[Start of Attachment]

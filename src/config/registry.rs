//! Option registries: every recognized option name with its parameter shape.
//!
//! The registries are immutable process-wide constants. Callers pass
//! [`Registries::STANDARD`] (or their own set) by reference into each build.

/// Whether an option names the field's storage/relation type or modifies it.
#[derive(Clone, Copy, Debug, PartialEq, Eq)]
pub enum OptionClass {
    Type,
    Modifier,
}

/// How a positional parameter is resolved when the descriptor is built.
#[derive(Clone, Copy, Debug, PartialEq, Eq)]
pub enum ParamKind {
    /// Whole number; non-numeric text resolves to its leading integer, or 0.
    Integer,
    /// Free text (table, field and kind names, literals).
    Text,
}

#[derive(Clone, Copy, Debug, PartialEq, Eq)]
pub struct OptionSpec {
    pub name: &'static str,
    pub class: OptionClass,
    pub mandatory: &'static [ParamKind],
    pub optional: &'static [ParamKind],
}

impl OptionSpec {
    const fn new(
        name: &'static str,
        class: OptionClass,
        mandatory: &'static [ParamKind],
        optional: &'static [ParamKind],
    ) -> Self {
        OptionSpec {
            name,
            class,
            mandatory,
            optional,
        }
    }

    pub fn min_params(&self) -> usize {
        self.mandatory.len()
    }

    pub fn max_params(&self) -> usize {
        self.mandatory.len() + self.optional.len()
    }

    pub fn param_kind(&self, index: usize) -> ParamKind {
        self.mandatory
            .iter()
            .chain(self.optional.iter())
            .nth(index)
            .copied()
            .unwrap_or(ParamKind::Text)
    }
}

use OptionClass::{Modifier, Type};
use ParamKind::{Integer, Text};

/// uuid: identifier, generated when primary. string: optional length.
/// int/integer, bool/boolean: aliases normalized on resolution.
/// increments: auto-increment integer key.
/// one-to-many:table:field lists records of `table` whose `field` is our key.
/// many-to-many:table[:field] links through `<source>_<table>_link`.
pub const TYPE_OPTIONS: &[OptionSpec] = &[
    OptionSpec::new("uuid", Type, &[], &[]),
    OptionSpec::new("string", Type, &[], &[Integer]),
    OptionSpec::new("int", Type, &[], &[]),
    OptionSpec::new("integer", Type, &[], &[]),
    OptionSpec::new("text", Type, &[], &[]),
    OptionSpec::new("date", Type, &[], &[]),
    OptionSpec::new("datetime", Type, &[], &[]),
    OptionSpec::new("increments", Type, &[], &[]),
    OptionSpec::new("float", Type, &[], &[]),
    OptionSpec::new("bool", Type, &[], &[]),
    OptionSpec::new("boolean", Type, &[], &[]),
    OptionSpec::new("one-to-many", Type, &[Text, Text], &[]),
    OptionSpec::new("many-to-many", Type, &[Text], &[Text]),
];

/// one-to-one:table:field binds a record of another table through this column;
/// `as:name` exposes the bound record under `name`. `foreign:table` checks
/// the value against the primary key of `table`.
pub const MODIFIER_OPTIONS: &[OptionSpec] = &[
    OptionSpec::new("unique", Modifier, &[], &[]),
    OptionSpec::new("default", Modifier, &[Text], &[]),
    OptionSpec::new("min", Modifier, &[Integer], &[]),
    OptionSpec::new("max", Modifier, &[Integer], &[]),
    OptionSpec::new("nullable", Modifier, &[], &[]),
    OptionSpec::new("primary", Modifier, &[], &[]),
    OptionSpec::new("required", Modifier, &[], &[]),
    OptionSpec::new("type", Modifier, &[Text], &[]),
    OptionSpec::new("one-to-one", Modifier, &[Text, Text], &[]),
    OptionSpec::new("foreign", Modifier, &[Text], &[]),
    OptionSpec::new("as", Modifier, &[Text], &[]),
    OptionSpec::new("omit", Modifier, &[], &[]),
    OptionSpec::new("index", Modifier, &[], &[]),
];

#[derive(Clone, Copy, Debug)]
pub struct Registries {
    pub types: &'static [OptionSpec],
    pub modifiers: &'static [OptionSpec],
}

impl Registries {
    pub const STANDARD: Registries = Registries {
        types: TYPE_OPTIONS,
        modifiers: MODIFIER_OPTIONS,
    };

    /// Modifiers are consulted first, then types.
    pub fn lookup(&self, name: &str) -> Option<&'static OptionSpec> {
        self.modifiers
            .iter()
            .chain(self.types.iter())
            .find(|spec| spec.name == name)
    }

    pub fn is_type(&self, name: &str) -> bool {
        self.types.iter().any(|spec| spec.name == name)
    }
}

impl Default for Registries {
    fn default() -> Self {
        Registries::STANDARD
    }
}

[End of Attachment]

§ WHAT IS BEING ASKED
The complete listing must be reproduced exactly as written.

§ TASK RESPONSE
filename src/config/registry.rs
//! Option registries: every recognized option name with its parameter shape.
//!
//! The registries are immutable process-wide constants. Callers pass
//! [`Registries::STANDARD`] (or their own set) by reference into each build.

/// Whether an option names the field's storage/relation type or modifies it.
#[derive(Clone, Copy, Debug, PartialEq, Eq)]
pub enum OptionClass {
    Type,
    Modifier,
}

/// How a positional parameter is resolved when the descriptor is built.
#[derive(Clone, Copy, Debug, PartialEq, Eq)]
pub enum ParamKind {
    /// Whole number; non-numeric text resolves to its leading integer, or 0.
    Integer,
    /// Free text (table, field and kind names, literals).
    Text,
}

#[derive(Clone, Copy, Debug, PartialEq, Eq)]
pub struct OptionSpec {
    pub name: &'static str,
    pub class: OptionClass,
    pub mandatory: &'static [ParamKind],
    pub optional: &'static [ParamKind],
}

impl OptionSpec {
    const fn new(
        name: &'static str,
        class: OptionClass,
        mandatory: &'static [ParamKind],
        optional: &'static [ParamKind],
    ) -> Self {
        OptionSpec {
            name,
            class,
            mandatory,
            optional,
        }
    }

    pub fn min_params(&self) -> usize {
        self.mandatory.len()
    }

    pub fn max_params(&self) -> usize {
        self.mandatory.len() + self.optional.len()
    }

    pub fn param_kind(&self, index: usize) -> ParamKind {
        self.mandatory
            .iter()
            .chain(self.optional.iter())
            .nth(index)
            .copied()
            .unwrap_or(ParamKind::Text)
    }
}

use OptionClass::{Modifier, Type};
use ParamKind::{Integer, Text};

/// uuid: identifier, generated when primary. string: optional length.
/// int/integer, bool/boolean: aliases normalized on resolution.
/// increments: auto-increment integer key.
/// one-to-many:table:field lists records of `table` whose `field` is our key.
/// many-to-many:table[:field] links through `<source>_<table>_link`.
pub const TYPE_OPTIONS: &[OptionSpec] = &[
    OptionSpec::new("uuid", Type, &[], &[]),
    OptionSpec::new("string", Type, &[], &[Integer]),
    OptionSpec::new("int", Type, &[], &[]),
    OptionSpec::new("integer", Type, &[], &[]),
    OptionSpec::new("text", Type, &[], &[]),
    OptionSpec::new("date", Type, &[], &[]),
    OptionSpec::new("datetime", Type, &[], &[]),
    OptionSpec::new("increments", Type, &[], &[]),
    OptionSpec::new("float", Type, &[], &[]),
    OptionSpec::new("bool", Type, &[], &[]),
    OptionSpec::new("boolean", Type, &[], &[]),
    OptionSpec::new("one-to-many", Type, &[Text, Text], &[]),
    OptionSpec::new("many-to-many", Type, &[Text], &[Text]),
];

/// one-to-one:table:field binds a record of another table through this column;
/// `as:name` exposes the bound record under `name`. `foreign:table` checks
/// the value against the primary key of `table`.
pub const MODIFIER_OPTIONS: &[OptionSpec] = &[
    OptionSpec::new("unique", Modifier, &[], &[]),
    OptionSpec::new("default", Modifier, &[Text], &[]),
    OptionSpec::new("min", Modifier, &[Integer], &[]),
    OptionSpec::new("max", Modifier, &[Integer], &[]),
    OptionSpec::new("nullable", Modifier, &[], &[]),
    OptionSpec::new("primary", Modifier, &[], &[]),
    OptionSpec::new("required", Modifier, &[], &[]),
    OptionSpec::new("type", Modifier, &[Text], &[]),
    OptionSpec::new("one-to-one", Modifier, &[Text, Text], &[]),
    OptionSpec::new("foreign", Modifier, &[Text], &[]),
    OptionSpec::new("as", Modifier, &[Text], &[]),
    OptionSpec::new("omit", Modifier, &[], &[]),
    OptionSpec::new("index", Modifier, &[], &[]),
];

#[derive(Clone, Copy, Debug)]
pub struct Registries {
    pub types: &'static [OptionSpec],
    pub modifiers: &'static [OptionSpec],
}

impl Registries {
    pub const STANDARD: Registries = Registries {
        types: TYPE_OPTIONS,
        modifiers: MODIFIER_OPTIONS,
    };

    /// Modifiers are consulted first, then types.
    pub fn lookup(&self, name: &str) -> Option<&'static OptionSpec> {
        self.modifiers
            .iter()
            .chain(self.types.iter())
            .find(|spec| spec.name == name)
    }

    pub fn is_type(&self, name: &str) -> bool {
        self.types.iter().any(|spec| spec.name == name)
    }
}

impl Default for Registries {
    fn default() -> Self {
        Registries::STANDARD
    }
}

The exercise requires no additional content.